> _Prompt_: Find the lines below that contain the string "Result". Copy each one.

> _Extracted data_:
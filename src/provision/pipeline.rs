// src/provision/pipeline.rs

use std::path::{Path, PathBuf};
use std::sync::Arc;

use tracing::{info, warn};

use crate::config::Project;
use crate::exec::{CommandRunner, CommandSpec, ExitOutcome, run_to_end};
use crate::fs::FileSystem;

use super::{ProvisionError, Stage, StepFailure};

/// Output of `git pull` when there is nothing new; install/build are then
/// skipped.
pub const UP_TO_DATE_MARKER: &str = "Already up to date.";

/// Clone/update + install + build pipeline.
///
/// Cheap to clone; shares the runner and filesystem.
#[derive(Clone)]
pub struct Provisioner {
    runner: Arc<dyn CommandRunner>,
    fs: Arc<dyn FileSystem>,
}

impl Provisioner {
    pub fn new(runner: Arc<dyn CommandRunner>, fs: Arc<dyn FileSystem>) -> Self {
        Self { runner, fs }
    }

    /// Make sure `<workspace>/<project.name>` holds an up-to-date, installed
    /// and built working copy, and return its path.
    ///
    /// - An existing copy is `git pull`ed. If the pull fails the copy is
    ///   deleted and cloned afresh; if it reports "Already up to date." the
    ///   install and build steps are skipped.
    /// - A missing copy is cloned into the workspace.
    /// - Install and build (when configured) run inside the copy with the
    ///   project's environment overrides.
    ///
    /// `progress` is called synchronously as each stage begins.
    pub async fn provision<F>(
        &self,
        project: &Project,
        workspace: &Path,
        progress: F,
    ) -> Result<PathBuf, ProvisionError>
    where
        F: Fn(Stage) + Send + Sync,
    {
        let name = project.name.as_str();
        let project_path = workspace.join(name);
        let mut needs_clone = !self.fs.is_dir(&project_path);
        let mut needs_install = true;

        if !needs_clone {
            progress(Stage::Updating);
            info!(project = %name, "checking for updates");
            let pull = run_to_end(
                self.runner.as_ref(),
                CommandSpec::new("git pull", &project_path, name),
            )
            .await
            .map_err(ProvisionError::Execution)?;

            if !pull.reason.success() {
                warn!(project = %name, exit = %pull.reason, "git pull failed; destroying working copy and recloning");
                self.remove_best_effort(&project_path).await;
                needs_clone = true;
            } else if pull.last_line.contains(UP_TO_DATE_MARKER) {
                info!(project = %name, "up to date; skipping install and build");
                needs_install = false;
            } else {
                info!(project = %name, "updated");
            }
        }

        if needs_clone {
            progress(Stage::Cloning);
            info!(project = %name, repo = %project.repo, "cloning");
            let clone = CommandSpec::new(format!("git clone {} {}", project.repo, name), workspace, name);
            self.run_step(clone).await.map_err(ProvisionError::Clone)?;
        }

        if needs_install {
            if let Some(install) = project.install_cmd() {
                progress(Stage::Installing);
                info!(project = %name, "installing");
                let spec = CommandSpec::new(install, &project_path, name).with_env(&project.env);
                self.run_step(spec).await.map_err(ProvisionError::Install)?;
            }
            if let Some(build) = project.build_cmd() {
                progress(Stage::Building);
                info!(project = %name, "building");
                let spec = CommandSpec::new(build, &project_path, name).with_env(&project.env);
                self.run_step(spec).await.map_err(ProvisionError::Build)?;
            }
        }

        info!(project = %name, path = %project_path.display(), "project is ready");
        Ok(project_path)
    }

    /// Run one step to completion; anything but exit code 0 is a failure.
    async fn run_step(&self, spec: CommandSpec) -> Result<ExitOutcome, StepFailure> {
        let outcome = run_to_end(self.runner.as_ref(), spec)
            .await
            .map_err(StepFailure::NotExecuted)?;
        if outcome.reason.success() {
            Ok(outcome)
        } else {
            Err(StepFailure::Exited(outcome))
        }
    }

    async fn remove_best_effort(&self, path: &Path) {
        let fs = Arc::clone(&self.fs);
        let target = path.to_path_buf();
        match tokio::task::spawn_blocking(move || fs.remove_dir_all(&target)).await {
            Ok(Ok(())) => {}
            Ok(Err(e)) => warn!(path = %path.display(), error = %e, "could not remove working copy"),
            Err(e) => warn!(path = %path.display(), error = %e, "removal task failed"),
        }
    }
}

> _Answer_:
    ) -> Result<PathBuf, ProvisionError>
    async fn run_step(&self, spec: CommandSpec) -> Result<ExitOutcome, StepFailure> {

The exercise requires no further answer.